The AIFS Single is trained on ERA5 reanalysis surface temperature, which is constrained by dense observational networks including SYNOP stations, and the model is further fine-tuned on the operational surface analysis. This gives the AIFS Single a strong advantage in representing the connection between surface temperature and its key drivers. In contrast, while IFS initial conditions also incorporate surface observations, the subsequent IFS forecasts rely more heavily on physical parametrizations for surface processes. The representation of low stratus in physics-based models is challenging because of the limited vertical extent of the cloud and the often sharp inversion capping it during anticyclonic conditions. A small overestimation of the turbulent mixing across the inversion may reduce cloud water content and lead to premature breakup of the cloud layer during daytime and an associated overestimation of the diurnal cycle of T2m. These issues are compounded by the major challenge of correctly initialising sharp inversions in physics-based numerical models. Interestingly, upper-level temperature fields such as temperature at 850 hPa do not exhibit similar biases (not shown), confirming that the errors are a boundary-layer issue. Finally, it is worth noting that in both cyclonic and anticyclonic conditions, the IFS Control shows (on average) smaller biases over the Alps compared to the AIFS Single (Figures 5 and 6). This could be linked to the higher spatial resolution in the IFS, which offers a more detailed and more realistic orographic representation.
Summary
This conditional verification analysis demonstrates that the AIFS Single had a clear advantage over the IFS in predicting T2m during this winter’s anticyclonic conditions over central Europe. While both models captured the large-scale circulation well, the large warm daytime errors in the IFS were associated with an under-prediction of low clouds. The AIFS Single captured the T2m much better, and the cloud cover as well. However, more work is required to find the causality of the better prediction by the AIFS Single, i.e. if the better T2m in the AIFS Single is due to better cloud cover.

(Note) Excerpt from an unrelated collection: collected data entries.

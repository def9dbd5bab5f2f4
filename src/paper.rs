//! Grid of paper patches covering the painting.
//!
//! The painting's local XZ plane is split into `cols x rows` patches centred
//! on the origin. Touch points hit-tested by the host against the artwork are
//! mapped to patches which are torn off one by one until the painting is
//! fully revealed. Column index grows with X, row index with Z.

use nalgebra::Point2;
use serde::{Deserialize, Serialize};

/// Index of a patch as `(col, row)`.
pub type PatchIndex = (usize, usize);

/// Patches per side of the default lattice.
pub const DEFAULT_DIVISIONS: usize = 25;

/// Paper overlay layout, in the painting's local units.
#[derive(Clone, Debug, PartialEq, Deserialize, Serialize)]
#[serde(default)]
pub struct PaperParams {
    pub width: f32,
    pub depth: f32,
    pub cols: usize,
    pub rows: usize,
    /// Reach of a single touch when tearing patches off.
    pub scratch_radius: f32,
}

impl Default for PaperParams {
    fn default() -> Self {
        Self {
            width: 0.6,
            depth: 0.8,
            cols: DEFAULT_DIVISIONS,
            rows: DEFAULT_DIVISIONS,
            scratch_radius: 0.04,
        }
    }
}

#[derive(Clone, Debug, Serialize)]
#[serde(rename_all = "camelCase")]
pub struct PaperGrid {
    width: f32,
    depth: f32,
    cols: usize,
    rows: usize,
    intact: Vec<bool>,
    remaining: usize,
}

impl PaperGrid {
    pub fn new(width: f32, depth: f32, cols: usize, rows: usize) -> Result<Self, String> {
        if !(width.is_finite() && width > 0.0 && depth.is_finite() && depth > 0.0) {
            return Err(format!("Invalid paper extent {width}x{depth}: must be positive"));
        }
        let total = match cols.checked_mul(rows) {
            Some(total) if total > 0 => total,
            Some(_) => {
                return Err(format!("Invalid paper grid {cols}x{rows}: needs at least one patch"))
            }
            None => return Err(format!("Invalid paper grid {cols}x{rows}: too many patches")),
        };
        Ok(Self {
            width,
            depth,
            cols,
            rows,
            intact: vec![true; total],
            remaining: total,
        })
    }

    /// Grid covering `params.width x params.depth` with the configured lattice.
    pub fn from_params(params: &PaperParams) -> Result<Self, String> {
        Self::new(params.width, params.depth, params.cols, params.rows)
    }

    pub fn dims(&self) -> (usize, usize) {
        (self.cols, self.rows)
    }

    pub fn total(&self) -> usize {
        self.intact.len()
    }

    pub fn remaining(&self) -> usize {
        self.remaining
    }

    pub fn cleared_fraction(&self) -> f32 {
        1.0 - self.remaining as f32 / self.total() as f32
    }

    pub fn is_cleared(&self) -> bool {
        self.remaining == 0
    }

    pub fn is_intact(&self, (col, row): PatchIndex) -> bool {
        col < self.cols && row < self.rows && self.intact[row * self.cols + col]
    }

    /// Patch containing the local point, `None` outside the painting.
    pub fn patch_at(&self, x: f32, z: f32) -> Option<PatchIndex> {
        let u = (x + 0.5 * self.width) / self.width;
        let v = (z + 0.5 * self.depth) / self.depth;
        if !(0.0..=1.0).contains(&u) || !(0.0..=1.0).contains(&v) {
            return None;
        }
        let col = ((u * self.cols as f32) as usize).min(self.cols - 1);
        let row = ((v * self.rows as f32) as usize).min(self.rows - 1);
        Some((col, row))
    }

    pub fn patch_center(&self, (col, row): PatchIndex) -> Point2<f32> {
        let cw = self.width / self.cols as f32;
        let cd = self.depth / self.rows as f32;
        Point2::new(
            -0.5 * self.width + (col as f32 + 0.5) * cw,
            -0.5 * self.depth + (row as f32 + 0.5) * cd,
        )
    }

    /// Tear off the patch under the point. Returns `true` if it was intact.
    pub fn scratch(&mut self, x: f32, z: f32) -> bool {
        match self.patch_at(x, z) {
            Some(idx) => self.tear(idx),
            None => false,
        }
    }

    /// Tear off every intact patch whose centre lies within `radius` of the
    /// point; returns how many were removed.
    pub fn scratch_radius(&mut self, x: f32, z: f32, radius: f32) -> usize {
        let touch = Point2::new(x, z);
        let mut torn = 0;
        for row in 0..self.rows {
            for col in 0..self.cols {
                if nalgebra::distance(&self.patch_center((col, row)), &touch) <= radius
                    && self.tear((col, row))
                {
                    torn += 1;
                }
            }
        }
        if torn > 0 {
            log::debug!(
                "PaperGrid::scratch_radius torn={} remaining={}/{}",
                torn,
                self.remaining,
                self.total()
            );
        }
        torn
    }

    fn tear(&mut self, (col, row): PatchIndex) -> bool {
        let slot = &mut self.intact[row * self.cols + col];
        if !*slot {
            return false;
        }
        *slot = false;
        self.remaining -= 1;
        true
    }
}
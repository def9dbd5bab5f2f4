pub mod synthetic_scene;
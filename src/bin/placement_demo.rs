use placement_resolver::anchor::{Anchor, AnchorTracker};
use placement_resolver::config::placement::{load_config, load_detections};
use placement_resolver::io::write_json_file;
use placement_resolver::{PlacementQuery, PlacementReport, PlacementResolver};
use std::env;
use std::path::Path;

fn main() {
    if let Err(err) = run() {
        eprintln!("Error: {err}");
        std::process::exit(1);
    }
}

fn run() -> Result<(), String> {
    let config_path = env::args().nth(1).ok_or_else(usage)?;
    let config_path = Path::new(&config_path);
    let config = load_config(config_path)?;
    let detections = load_detections(config_path, &config.input)?;

    let resolver = PlacementResolver::new(config.resolver.clone());
    let query = PlacementQuery::new(&detections)
        .with_filter(config.query.filter)
        .with_reference_height(config.query.reference_height)
        .with_infinite_plane(config.query.infinite_plane);
    let report = resolver.resolve_with_diagnostics(&query);

    print_text_summary(&report);

    if let Some(det) = &report.chosen {
        let mut tracker = AnchorTracker::new();
        let update = tracker.add_or_update(Anchor::placed_on(det, 0.0, -det.distance));
        println!(
            "  anchor: id={} height={:.3}",
            update.added.id.0,
            update.added.height()
        );
    }

    if let Some(path) = config.output.json_out_path(config_path) {
        write_json_file(&path, &report)?;
        println!("\nJSON report written to {}", path.display());
    }

    Ok(())
}

fn print_text_summary(report: &PlacementReport) {
    println!("Placement summary");
    println!("  candidates: {}", report.trace.candidates_total);
    println!("  filter: {:?}", Vec::from(report.filter));
    println!("  reference_height: {}", format_opt(report.reference_height));
    println!("  infinite_plane: {}", report.infinite_plane);
    match (&report.chosen, report.chosen_index, report.stage) {
        (Some(det), Some(idx), Some(stage)) => {
            println!("  chosen: #{idx} via {stage:?}");
            println!(
                "    kind={:?} alignment={:?} distance={:.3} height={:.3}",
                det.kind, det.alignment, det.distance, det.world_height
            );
        }
        _ => println!("  chosen: none (no acceptable surface)"),
    }
    let trace = &report.trace;
    println!(
        "\nTrace: confirmed_seen={} infinite_scanned={} height_rejections={} fallback_v={} fallback_h={} elapsed_ms={:.3}",
        trace.confirmed_seen,
        trace.infinite_scanned,
        trace.height_rejections,
        format_idx(trace.fallback_vertical),
        format_idx(trace.fallback_horizontal),
        report.timings.total_ms,
    );
}

fn format_opt(val: Option<f32>) -> String {
    val.map(|v| format!("{:.3}", v))
        .unwrap_or_else(|| "-".to_string())
}

fn format_idx(val: Option<usize>) -> String {
    val.map(|v| v.to_string())
        .unwrap_or_else(|| "-".to_string())
}

fn usage() -> String {
    "Usage: placement_demo <config.json>".to_string()
}
//! JSON file helpers shared by the demos.

use serde::de::DeserializeOwned;
use serde::Serialize;
use std::fs;
use std::path::Path;

pub fn read_json_file<T: DeserializeOwned>(path: &Path) -> Result<T, String> {
    let data = fs::read_to_string(path)
        .map_err(|e| format!("Failed to read {}: {e}", path.display()))?;
    serde_json::from_str(&data).map_err(|e| format!("Failed to parse {}: {e}", path.display()))
}

pub fn write_json_file<T: Serialize>(path: &Path, value: &T) -> Result<(), String> {
    ensure_parent_dir(path)?;
    let json = serde_json::to_string_pretty(value)
        .map_err(|e| format!("Failed to serialize JSON for {}: {e}", path.display()))?;
    fs::write(path, json).map_err(|e| format!("Failed to write JSON {}: {e}", path.display()))
}

fn ensure_parent_dir(path: &Path) -> Result<(), String> {
    if let Some(parent) = path.parent() {
        if !parent.as_os_str().is_empty() {
            fs::create_dir_all(parent)
                .map_err(|e| format!("Failed to create {}: {e}", parent.display()))?;
        }
    }
    Ok(())
}
//! Structured diagnostics returned by
//! [`PlacementResolver::resolve_with_diagnostics`](crate::PlacementResolver::resolve_with_diagnostics).

mod timing;
mod trace;

pub use timing::{StageTiming, TimingBreakdown};
pub use trace::{PlacementReport, ResolutionStage, ResolutionTrace};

This short investigation describes a situation where the AIFS Single currently performs better than the IFS. Looking ahead, we will continue to explore how conditional verification can reveal strengths and limitations in both physics-based and machine learning models. Such comparisons may lead to more targeted improvements of the physics-based model. Upcoming blog posts will examine other surface and upper-air variables to better understand the interplay between flow regimes, model architecture, and forecast skill.